//! WebSocket connection handlers.
//!
//! One task reads this client's frames and dispatches them to the use cases one
//! at a time; another drains the client's outbound channel into the socket.
//! Whichever finishes first tears the connection down.

use std::sync::Arc;

use axum::{
    extract::{
        State,
        ws::{Message, WebSocket, WebSocketUpgrade},
    },
    response::IntoResponse,
};
use futures_util::{sink::SinkExt, stream::StreamExt};
use tokio::{sync::mpsc, task::JoinHandle};

use crate::{
    domain::{CollectibleClaim, PlayerId},
    infrastructure::dto::{conversion::claim_outcome_label, websocket::ClientMessage},
    ui::state::AppState,
};

pub async fn websocket_handler(
    ws: WebSocketUpgrade,
    State(state): State<Arc<AppState>>,
) -> impl IntoResponse {
    ws.on_upgrade(move |socket| handle_socket(socket, state))
}

/// Spawns a task that receives encoded events from the rx channel and pushes them to the WebSocket sender.
///
/// # Arguments
///
/// * `rx` - Channel receiver for events addressed to this client
/// * `sender` - WebSocket sink to send messages to this client
fn pusher_loop(
    mut rx: mpsc::UnboundedReceiver<String>,
    mut sender: futures_util::stream::SplitSink<WebSocket, Message>,
) -> JoinHandle<()> {
    tokio::spawn(async move {
        while let Some(msg) = rx.recv().await {
            if sender.send(Message::Text(msg.into())).await.is_err() {
                break;
            }
        }
    })
}

async fn handle_socket(socket: WebSocket, state: Arc<AppState>) {
    let (sender, mut receiver) = socket.split();

    // Create a channel for this client to receive events
    let (tx, rx) = mpsc::unbounded_channel();
    let player_id = match state.connect_client_usecase.execute(tx).await {
        Ok(id) => id,
        Err(e) => {
            tracing::error!("Failed to accept connection: {}", e);
            return;
        }
    };
    tracing::info!("Client '{}' connected", player_id);

    let send_task = pusher_loop(rx, sender);

    let recv_state = state.clone();
    let recv_player_id = player_id.clone();
    let recv_task = tokio::spawn(async move {
        while let Some(msg) = receiver.next().await {
            let msg = match msg {
                Ok(msg) => msg,
                Err(e) => {
                    tracing::warn!("WebSocket error from '{}': {}", recv_player_id, e);
                    break;
                }
            };

            match msg {
                Message::Text(text) => dispatch(&recv_state, &recv_player_id, &text).await,
                Message::Ping(_) => {
                    // Ping/pong is handled automatically by the WebSocket protocol
                    tracing::debug!("Received ping from '{}'", recv_player_id);
                }
                Message::Close(_) => {
                    tracing::info!("Client '{}' requested close", recv_player_id);
                    break;
                }
                _ => {}
            }
        }
    });

    close_tasks(recv_task, send_task).await;

    let disconnection = state
        .disconnect_player_usecase
        .execute(&player_id)
        .await;
    tracing::info!(
        "Client '{}' disconnected (registered: {}, notified: {})",
        player_id,
        disconnection.removed.is_some(),
        disconnection.notified.len()
    );
}

/// Wait for either task to complete, then abort the other.
///
/// Returns only after the receive task has stopped, so no dispatch can touch
/// game state once the connection is being torn down.
async fn close_tasks(mut recv_task: JoinHandle<()>, mut send_task: JoinHandle<()>) {
    let recv_finished = tokio::select! {
        _ = &mut recv_task => true,
        _ = &mut send_task => false,
    };

    if recv_finished {
        send_task.abort();
    } else {
        recv_task.abort();
        let _ = recv_task.await;
    }
}

/// Route one inbound text frame to its use case.
///
/// Malformed frames are dropped; nothing is ever sent back as an error.
async fn dispatch(state: &AppState, player_id: &PlayerId, text: &str) {
    let message = match serde_json::from_str::<ClientMessage>(text) {
        Ok(message) => message,
        Err(e) => {
            tracing::warn!("Discarding malformed message from '{}': {}", player_id, e);
            return;
        }
    };

    match message {
        ClientMessage::InitPlayer(payload) => {
            match state
                .init_player_usecase
                .execute(player_id.clone(), payload.into())
                .await
            {
                Ok(registration) if registration.created => {
                    let position = registration.player.position;
                    tracing::info!(
                        "Player '{}' joined at ({}, {})",
                        player_id,
                        position.x,
                        position.y
                    );
                }
                Ok(_) => {
                    tracing::debug!("Player '{}' re-sent init-player; snapshot resent", player_id);
                }
                Err(e) => {
                    tracing::warn!("Failed to initialize player '{}': {}", player_id, e);
                }
            }
        }
        ClientMessage::Move(payload) => {
            let updated = state
                .move_player_usecase
                .execute(player_id, payload.into())
                .await;
            if updated.is_none() {
                tracing::debug!("Ignoring move from unregistered client '{}'", player_id);
            }
        }
        ClientMessage::Claim(payload) => {
            let claim = match CollectibleClaim::try_from(payload) {
                Ok(claim) => claim,
                Err(e) => {
                    tracing::warn!("Discarding claim from '{}': {}", player_id, e);
                    return;
                }
            };
            if let Some(outcome) = state
                .claim_collectible_usecase
                .execute(player_id, claim)
                .await
            {
                tracing::debug!(
                    "Claim from '{}' resolved as {}",
                    player_id,
                    claim_outcome_label(&outcome)
                );
            }
        }
    }
}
────
> PROBLEM REQUIREMENTS
From the data, pick out every line that includes "warn".

> THE COMPLETED TASK
                    tracing::warn!("WebSocket error from '{}': {}", recv_player_id, e);
            tracing::warn!("Discarding malformed message from '{}': {}", player_id, e);
                    tracing::warn!("Failed to initialize player '{}': {}", player_id, e);
                    tracing::warn!("Discarding claim from '{}': {}", player_id, e);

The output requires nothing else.